La Coalition contre la loi 103 dénonce avec vigueur la possibilité que le gouvernement Charest impose le bâillon pour forcer l'adoption de la loi sur les écoles passerelles à l'Assemblée nationale.

«C'est complètement inacceptable de faire adopter une loi comme celle-là, cruciale pour l'avenir du français, sans l'unanimité de  l'Assemblée nationale», lance le président de la Société Saint-Jean-Baptiste de Montréal et porte-parole de la Coalition, Mario Beaulieu.

«Utiliser le bâillon serait vraiment une insulte pour le peuple québécois», ajoute-t-il.

La Coalition craint que le gouvernement se sente forcé d'agir ainsi pour éviter le vide juridique qui surviendra à compter du 22 octobre.

C'est en effet à ce moment que s'appliquera un jugement de la Cour suprême, rendant du coup invalide la loi 104 qui, elle, avait colmaté la brèche des écoles passerelles. L'absence de toute loi restrictive serait une tentation irrésistible, croit M. Beaulieu.

«On peut penser qu'il y a des centaines de parents qui vont s'empresser d'inscrire leur enfant à l'école publique anglaise lorsque la loi 104 ne s'appliquera plus. Dans le passé, certains envoyaient leur enfant seulement six mois dans une école passerelle pour ensuite déclarer que leur enfant avait fait la majeure partie de ses études en anglais, leur donnant le droit de passer à l'école anglaise publique, ainsi qu'à leurs frères et soeurs et leurs descendants», dit-il.

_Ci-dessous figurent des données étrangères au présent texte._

#[cfg(test)]
mod tests {
    use super::*;

    fn editor_with(modules: Vec<Module>) -> MapEditor {
        let mut doc = MapDocument::new("Test");
        doc.modules = modules;
        MapEditor::from_document(doc)
    }

    fn module_at(x: f64, y: f64) -> Module {
        Module::new(ModuleKind::Campsite, Point::new(x, y))
    }

    #[test]
    fn test_drag_collapses_to_one_undo_step() {
        let module = module_at(100.0, 100.0);
        let id = module.id;
        let mut editor = editor_with(vec![module]);
        editor.settings.snap_to_grid = false;

        editor.pointer_down(Some(id), Point::new(100.0, 100.0), PointerModifiers::default());
        for step in 1..=10 {
            editor.pointer_move(Point::new(100.0 + step as f64 * 5.0, 100.0));
        }
        editor.pointer_up(Point::new(150.0, 100.0));

        assert_eq!(
            editor.store().module(id).unwrap().position,
            Point::new(150.0, 100.0)
        );
        assert!(editor.can_undo());
        assert!(editor.undo_last());
        assert_eq!(
            editor.store().module(id).unwrap().position,
            Point::new(100.0, 100.0)
        );
        // The whole drag was one step.
        assert!(!editor.can_undo());
    }

    #[test]
    fn test_click_without_drag_pushes_nothing() {
        let module = module_at(100.0, 100.0);
        let id = module.id;
        let mut editor = editor_with(vec![module]);

        editor.pointer_down(Some(id), Point::new(110.0, 110.0), PointerModifiers::default());
        editor.pointer_up(Point::new(110.0, 110.0));

        assert!(editor.selection().is_selected(id));
        assert!(!editor.can_undo());
        assert!(!editor.is_dirty());
    }

    #[test]
    fn test_escape_cancels_gesture_and_restores_geometry() {
        let module = module_at(100.0, 100.0);
        let id = module.id;
        let mut editor = editor_with(vec![module]);

        editor.pointer_down(Some(id), Point::new(100.0, 100.0), PointerModifiers::default());
        editor.pointer_move(Point::new(300.0, 300.0));
        editor.escape();

        assert_eq!(
            editor.store().module(id).unwrap().position,
            Point::new(100.0, 100.0)
        );
        assert!(!editor.can_undo());
        // Escape consumed the gesture; selection survives.
        assert!(editor.selection().is_selected(id));
        editor.escape();
        assert!(editor.selection().is_empty());
    }

    #[test]
    fn test_locked_module_never_enters_a_gesture() {
        let mut module = module_at(100.0, 100.0);
        module.locked = true;
        let id = module.id;
        let mut editor = editor_with(vec![module]);

        editor.pointer_down(Some(id), Point::new(100.0, 100.0), PointerModifiers::default());
        assert!(editor.in_progress_ids().is_empty());
        editor.pointer_move(Point::new(200.0, 200.0));
        editor.pointer_up(Point::new(200.0, 200.0));

        assert_eq!(
            editor.store().module(id).unwrap().position,
            Point::new(100.0, 100.0)
        );
        assert!(editor.selection().is_selected(id));
    }

    #[test]
    fn test_group_drag_moves_unlocked_members_only() {
        let free = module_at(100.0, 100.0);
        let mut pinned = module_at(300.0, 300.0);
        pinned.locked = true;
        let (free_id, pinned_id) = (free.id, pinned.id);
        let mut editor = editor_with(vec![free, pinned]);
        editor.settings.snap_to_grid = false;

        editor.select_modules(&[free_id, pinned_id], false);
        editor.pointer_down(Some(free_id), Point::new(100.0, 100.0), PointerModifiers::default());
        editor.pointer_up(Point::new(140.0, 100.0));

        assert_eq!(
            editor.store().module(free_id).unwrap().position,
            Point::new(140.0, 100.0)
        );
        assert_eq!(
            editor.store().module(pinned_id).unwrap().position,
            Point::new(300.0, 300.0)
        );
    }

    #[test]
    fn test_shift_click_toggles_selection_without_gesture() {
        let a = module_at(10.0, 10.0);
        let b = module_at(200.0, 200.0);
        let (ia, ib) = (a.id, b.id);
        let mut editor = editor_with(vec![a, b]);

        let shift = PointerModifiers {
            shift: true,
            command: false,
        };
        editor.pointer_down(Some(ia), Point::new(10.0, 10.0), shift);
        editor.pointer_up(Point::new(10.0, 10.0));
        editor.pointer_down(Some(ib), Point::new(200.0, 200.0), shift);
        editor.pointer_up(Point::new(200.0, 200.0));
        assert_eq!(editor.selection().len(), 2);

        editor.pointer_down(Some(ia), Point::new(10.0, 10.0), shift);
        editor.pointer_up(Point::new(10.0, 10.0));
        assert!(!editor.selection().is_selected(ia));
        assert!(editor.selection().is_selected(ib));
    }

    #[test]
    fn test_pan_tool_moves_viewport_not_modules() {
        let module = module_at(100.0, 100.0);
        let id = module.id;
        let mut editor = editor_with(vec![module]);

        editor.set_tool(Tool::Pan);
        editor.pointer_down(Some(id), Point::new(50.0, 50.0), PointerModifiers::default());
        editor.pointer_move(Point::new(80.0, 40.0));
        editor.pointer_up(Point::new(80.0, 40.0));

        assert_eq!(editor.viewport().pan(), Point::new(30.0, -10.0));
        assert_eq!(
            editor.store().module(id).unwrap().position,
            Point::new(100.0, 100.0)
        );
        assert!(!editor.can_undo());
    }

    #[test]
    fn test_place_tool_snaps_and_selects() {
        let mut editor = editor_with(vec![]);
        editor.set_tool(Tool::Place(ModuleKind::Toilet));

        editor.pointer_down(None, Point::new(93.0, 47.0), PointerModifiers::default());

        let modules = editor.store().modules();
        assert_eq!(modules.len(), 1);
        let placed = &modules[0];
        // Default 20-unit grid snapping applies to placement.
        assert_eq!(placed.position, Point::new(100.0, 40.0));
        assert_eq!(placed.kind, ModuleKind::Toilet);
        assert!(editor.selection().is_selected(placed.id));
        assert!(editor.can_undo());
    }

    #[test]
    fn test_cut_paste_round_trip() {
        let module = module_at(100.0, 100.0);
        let id = module.id;
        let mut editor = editor_with(vec![module]);

        editor.select_modules(&[id], false);
        assert_eq!(editor.cut_selection(), 1);
        assert!(editor.store().is_empty());

        let pasted = editor.paste_clipboard();
        assert_eq!(pasted.len(), 1);
        let copy = editor.store().module(pasted[0]).unwrap();
        assert_ne!(copy.id, id);
        assert_eq!(copy.position, Point::new(120.0, 120.0));
        assert!(editor.selection().is_selected(pasted[0]));

        // Cut then paste are two separate undo steps.
        assert!(editor.undo_last());
        assert!(editor.store().is_empty());
        assert!(editor.undo_last());
        assert_eq!(editor.store().module(id).unwrap().position, Point::new(100.0, 100.0));
    }

    #[test]
    fn test_paste_empty_clipboard_is_a_noop() {
        let mut editor = editor_with(vec![]);
        assert!(editor.paste_clipboard().is_empty());
        assert!(!editor.can_undo());
    }

    #[test]
    fn test_nudge_selection() {
        let module = module_at(100.0, 100.0);
        let id = module.id;
        let mut editor = editor_with(vec![module]);

        editor.select_modules(&[id], false);
        assert!(editor.nudge_selection(1.0, 0.0));
        assert!(editor.nudge_selection(0.0, -10.0));
        assert_eq!(
            editor.store().module(id).unwrap().position,
            Point::new(101.0, 90.0)
        );
        assert_eq!(editor.history.undo_depth(), 2);
    }

    #[test]
    fn test_align_left_batches_one_command() {
        let a = module_at(100.0, 0.0);
        let b = module_at(40.0, 200.0);
        let c = module_at(160.0, 400.0);
        let ids = [a.id, b.id, c.id];
        let mut editor = editor_with(vec![a, b, c]);

        editor.select_modules(&ids, false);
        assert!(editor.align_selection(Alignment::Left));

        for id in ids {
            assert_eq!(editor.store().module(id).unwrap().position.x, 40.0);
        }
        assert_eq!(editor.history.undo_depth(), 1);
        editor.undo_last();
        assert_eq!(editor.store().module(ids[0]).unwrap().position.x, 100.0);
    }

    #[test]
    fn test_align_rotated_module_uses_bounding_box() {
        // 80x60 module rotated 90 degrees: its visible box is 60 wide,
        // centered where the stored rect is, so its left visible edge
        // sits 10 units right of position.x.
        let mut tilted = module_at(100.0, 0.0);
        tilted.rotation = 90.0;
        let straight = module_at(0.0, 200.0);
        let (it, is_) = (tilted.id, straight.id);
        let mut editor = editor_with(vec![tilted, straight]);

        editor.select_modules(&[it, is_], false);
        assert!(editor.align_selection(Alignment::Left));

        // Tilted module's bounding box left edge lands on 0, so its
        // position.x becomes -10... which clamps to 0.
        let tilted_x = editor.store().module(it).unwrap().position.x;
        assert_eq!(tilted_x, 0.0);
        assert_eq!(editor.store().module(is_).unwrap().position.x, 0.0);
    }

    #[test]
    fn test_bring_to_front_and_send_to_back() {
        let mut low = module_at(0.0, 0.0);
        low.z_index = 1;
        let mut high = module_at(50.0, 50.0);
        high.z_index = 8;
        let (low_id, high_id) = (low.id, high.id);
        let mut editor = editor_with(vec![low, high]);

        assert!(editor.bring_to_front(low_id));
        assert_eq!(editor.store().module(low_id).unwrap().z_index, 9);
        // Already on top: no command.
        assert!(!editor.bring_to_front(low_id));

        assert!(editor.send_to_back(low_id));
        assert_eq!(editor.store().module(low_id).unwrap().z_index, 7);
        assert!(!editor.send_to_back(low_id));
        let _ = high_id;
    }

    #[test]
    fn test_set_map_resets_session_but_keeps_clipboard() {
        let module = module_at(100.0, 100.0);
        let id = module.id;
        let mut editor = editor_with(vec![module]);
        editor.select_modules(&[id], false);
        editor.copy_selection();
        editor.delete_selection();
        assert!(editor.can_undo());

        editor.set_map(MapDocument::new("Second"));
        assert!(!editor.can_undo());
        assert!(editor.selection().is_empty());
        assert!(!editor.is_dirty());

        // Clipboard content pastes into the new map.
        let pasted = editor.paste_clipboard();
        assert_eq!(pasted.len(), 1);
    }

    #[test]
    fn test_resize_gesture_through_facade() {
        let mut module = module_at(0.0, 0.0);
        module.size = Size::new(100.0, 100.0);
        let id = module.id;
        let mut editor = editor_with(vec![module]);
        editor.settings.snap_to_grid = false;

        editor.select_modules(&[id], false);
        assert!(editor.begin_resize(ResizeHandle::BottomRight, Point::new(100.0, 100.0)));
        editor.pointer_move(Point::new(150.0, 100.0));
        editor.pointer_up(Point::new(150.0, 100.0));

        let resized = editor.store().module(id).unwrap();
        assert_eq!(resized.size, Size::new(150.0, 100.0));
        assert_eq!(editor.history.undo_depth(), 1);

        editor.undo_last();
        assert_eq!(editor.store().module(id).unwrap().size, Size::new(100.0, 100.0));
    }

    #[test]
    fn test_rotate_gesture_through_facade() {
        let mut module = module_at(0.0, 0.0);
        module.size = Size::new(100.0, 100.0);
        let id = module.id;
        let mut editor = editor_with(vec![module]);

        editor.select_modules(&[id], false);
        assert!(editor.begin_rotate());
        // Pointer right of center: 90 degrees, snapped to 15.
        editor.pointer_move(Point::new(200.0, 50.0));
        editor.pointer_up(Point::new(200.0, 50.0));

        assert_eq!(editor.store().module(id).unwrap().rotation, 90.0);
        editor.undo_last();
        assert_eq!(editor.store().module(id).unwrap().rotation, 0.0);
    }

    #[test]
    fn test_handle_action_dispatch() {
        let module = module_at(100.0, 100.0);
        let id = module.id;
        let mut editor = editor_with(vec![module]);

        editor.handle_action(EditorAction::SelectAll);
        assert!(editor.selection().is_selected(id));

        editor.handle_action(EditorAction::Nudge { dx: 10.0, dy: 0.0 });
        assert_eq!(
            editor.store().module(id).unwrap().position,
            Point::new(110.0, 100.0)
        );

        editor.handle_action(EditorAction::Undo);
        assert_eq!(
            editor.store().module(id).unwrap().position,
            Point::new(100.0, 100.0)
        );

        editor.handle_action(EditorAction::ToggleGrid);
        assert!(!editor.settings().show_grid);

        editor.handle_action(EditorAction::SwitchTool(Tool::Pan));
        assert_eq!(editor.tool(), Tool::Pan);
    }

    #[test]
    fn test_wheel_zooms_around_cursor() {
        let mut editor = editor_with(vec![]);
        let cursor = Point::new(400.0, 300.0);
        let before = editor.viewport().screen_to_plane(cursor);

        editor.wheel(1.0, cursor);
        assert!(editor.viewport().zoom() > 1.0);
        let after = editor.viewport().screen_to_plane(cursor);
        assert!((after.x - before.x).abs() < 1e-9);
        assert!((after.y - before.y).abs() < 1e-9);

        editor.wheel(-1.0, cursor);
        assert!((editor.viewport().zoom() - 1.0).abs() < 1e-12);
    }

    #[test]
    fn test_selection_pruned_after_undo_of_add() {
        let mut editor = editor_with(vec![]);
        let id = editor.place_module(ModuleKind::Campsite, Point::new(100.0, 100.0));
        let id = id.unwrap();
        assert!(editor.selection().is_selected(id));

        editor.undo_last();
        assert!(editor.store().is_empty());
        assert!(editor.selection().is_empty());

        editor.redo_last();
        assert!(editor.store().contains(id));
    }
}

Le projet de loi 103, élaboré en réponse à la Cour suprême, ouvrirait cependant les portes des écoles anglaises privées non subventionnées à ceux qui en ont les moyens, conférant ainsi les mêmes droits.

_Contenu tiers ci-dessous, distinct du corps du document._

//! Selection state for the map editor

use std::collections::HashSet;
use uuid::Uuid;

use crate::store::MapStore;

/// Manages module selection state and selection operations.
///
/// `SelectionManager` is responsible for:
/// - Tracking the set of selected module ids
/// - Tracking which module is the "primary" selection (transform pivot)
/// - Tracking the hovered module for highlight rendering
/// - Multi-select operations (Shift+click toggling)
///
/// # Selection Model
///
/// Selection lives entirely in this manager as a set of ids; modules
/// carry no selection flag. Every id must reference a live module, so
/// the editor prunes the set after any operation that can remove
/// modules (delete, undo, redo, map switch).
#[derive(Debug, Clone, Default)]
pub struct SelectionManager {
    /// Ids of all selected modules
    selected: HashSet<Uuid>,
    /// The primary selection, always a member of `selected`
    primary: Option<Uuid>,
    /// Module currently under the pointer, selected or not
    hovered: Option<Uuid>,
}

impl SelectionManager {
    /// Creates a new `SelectionManager` with no selection.
    ///
    /// # Examples
    ///
    /// ```
    /// use campkit_editor::selection::SelectionManager;
    ///
    /// let manager = SelectionManager::new();
    /// assert!(manager.is_empty());
    /// ```
    pub fn new() -> Self {
        Self::default()
    }

    /// Replace or extend the selection.
    ///
    /// With `additive` false the given ids become the whole selection;
    /// with `additive` true they are added to it. The last id becomes
    /// the primary selection.
    pub fn select(&mut self, ids: &[Uuid], additive: bool) {
        if !additive {
            self.selected.clear();
            self.primary = None;
        }
        for &id in ids {
            self.selected.insert(id);
        }
        if let Some(&last) = ids.last() {
            self.primary = Some(last);
        } else if self.primary.is_none() {
            self.primary = self.selected.iter().next().copied();
        }
    }

    /// Toggle one id in or out of the selection (Shift+click).
    pub fn toggle(&mut self, id: Uuid) {
        if self.selected.remove(&id) {
            if self.primary == Some(id) {
                self.primary = self.selected.iter().next().copied();
            }
        } else {
            self.selected.insert(id);
            self.primary = Some(id);
        }
    }

    /// Clear the selection (primary included; hover is untouched).
    pub fn clear(&mut self) {
        self.selected.clear();
        self.primary = None;
    }

    /// Select every module in the store.
    ///
    /// The primary becomes the topmost module in paint order.
    pub fn select_all(&mut self, store: &MapStore) {
        self.selected = store.modules().iter().map(|m| m.id).collect();
        self.primary = store.modules_by_paint_order().last().map(|m| m.id);
    }

    pub fn is_selected(&self, id: Uuid) -> bool {
        self.selected.contains(&id)
    }

    /// Ids of all selected modules, in no particular order.
    ///
    /// Callers that need a stable order (command batches) should walk
    /// the store and filter with `is_selected`.
    pub fn ids(&self) -> impl Iterator<Item = Uuid> + '_ {
        self.selected.iter().copied()
    }

    pub fn len(&self) -> usize {
        self.selected.len()
    }

    pub fn is_empty(&self) -> bool {
        self.selected.is_empty()
    }

    /// The primary selected module, if any.
    pub fn primary(&self) -> Option<Uuid> {
        self.primary
    }

    /// The module currently under the pointer.
    pub fn hovered(&self) -> Option<Uuid> {
        self.hovered
    }

    pub fn set_hovered(&mut self, id: Option<Uuid>) {
        self.hovered = id;
    }

    /// Drop ids that no longer reference a live module.
    ///
    /// Called after deletes, undo/redo, and map switches so the
    /// invariant "every selected id is live" always holds.
    pub fn prune(&mut self, store: &MapStore) {
        self.selected.retain(|&id| store.contains(id));
        if let Some(primary) = self.primary {
            if !self.selected.contains(&primary) {
                self.primary = self.selected.iter().next().copied();
            }
        }
        if let Some(hovered) = self.hovered {
            if !store.contains(hovered) {
                self.hovered = None;
            }
        }
    }
}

L'écrivain Yves Beauchemin, qui soutient activement la Coalition, affirme que le danger d'érosion est évident.

«Quand tu as envoyé un enfant à l'école anglaise, que tu peux ensuite l'envoyer au réseau public anglais et que ce droit s'étend à ses frères et soeurs et aux descendants de tout ce monde, ça devient une progression exponentielle», affirme-t-il.

Il appréhende d'ailleurs le pire des scénarios.

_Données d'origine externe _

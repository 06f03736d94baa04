//! Engine-wide constants
//!
//! Shared limits and defaults for the map-editing engine. All lengths
//! are in plan units (the map's own coordinate space), angles are in
//! degrees, and zoom is a unitless scale factor.

/// Smallest edge length a module may have, in plan units.
pub const MIN_MODULE_SIZE: f64 = 20.0;

/// Largest edge length a module may have, in plan units.
pub const MAX_MODULE_SIZE: f64 = 10_000.0;

/// Highest paint-order index a module may carry.
pub const MAX_Z_INDEX: u32 = 1000;

/// Lower zoom bound (10%).
pub const MIN_ZOOM: f64 = 0.1;

/// Upper zoom bound (500%).
pub const MAX_ZOOM: f64 = 5.0;

/// Multiplier applied per zoom-in step; zoom-out divides by it.
pub const ZOOM_STEP: f64 = 1.2;

/// Margin factor used by fit-to-screen so the plan keeps a border.
pub const FIT_SCREEN_FACTOR: f64 = 0.9;

/// Maximum number of commands retained on the undo stack.
pub const HISTORY_LIMIT: usize = 50;

/// Offset applied to pasted and duplicated modules, in plan units.
pub const PASTE_OFFSET: f64 = 20.0;

/// Default grid spacing, in plan units.
pub const DEFAULT_GRID_SIZE: f64 = 20.0;

/// Default rotation snap increment, in degrees.
pub const DEFAULT_ROTATION_SNAP: f64 = 15.0;

/// Arrow-key nudge distance, in plan units.
pub const NUDGE_STEP: f64 = 1.0;

/// Arrow-key nudge distance with Shift held, in plan units.
pub const NUDGE_STEP_LARGE: f64 = 10.0;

«Je prévois (...) que des fondations vont apparaître comme par magie pour faire des dons à ces écoles privées non subventionnées anglaises et abaisser les frais de scolarité de façon à ce que tout le monde puisse en profiter. À un moment, même, on verra apparaître une fondation fédérale, du genre des bourses du millénaire, qui va abaisser encore davantage les frais de scolarité et la brèche dans la loi 101 sera béante», dit-il.

Pour l'auteur, l'alternative est très claire. «C'est tout simplement de faire appliquer la loi 101 aux écoles privées non subventionnées. Il ne faut pas jouer au fou là-dedans. Nous sommes deux pour cent de l'Amérique du Nord et nous essayons de sauvegarder notre langue et de la faire s'épanouir.»

Il ne cache d'ailleurs pas son amertume face à la manière dont la loi 104 a été invalidée.

«La Cour suprême s'est appuyée sur une constitution qui n'est pas acceptée par le Québec, qu'aucun gouvernement québécois depuis 1982 n'a accepté de reconnaître, pour annuler une loi qui avait été adoptée à l'unanimité par l'Assemblée nationale. C'est terrible comme injustice», affirme-t-il.

La Coalition, qui qualifie l'opposition à la loi 103 de quasi unanime, entend porter son message devant les bureaux montréalais du premier ministre Jean Charest sous la forme d'une manifestation-spectacle, le lundi 18 octobre, à 18h.

Plusieurs artistes participeront à l'événement, dont Daniel Boucher, Julien Poulin et Gilles Bélanger, mais aussi des porte-parole d'organismes de défense du français, de partis politiques et des leaders syndicaux, notamment.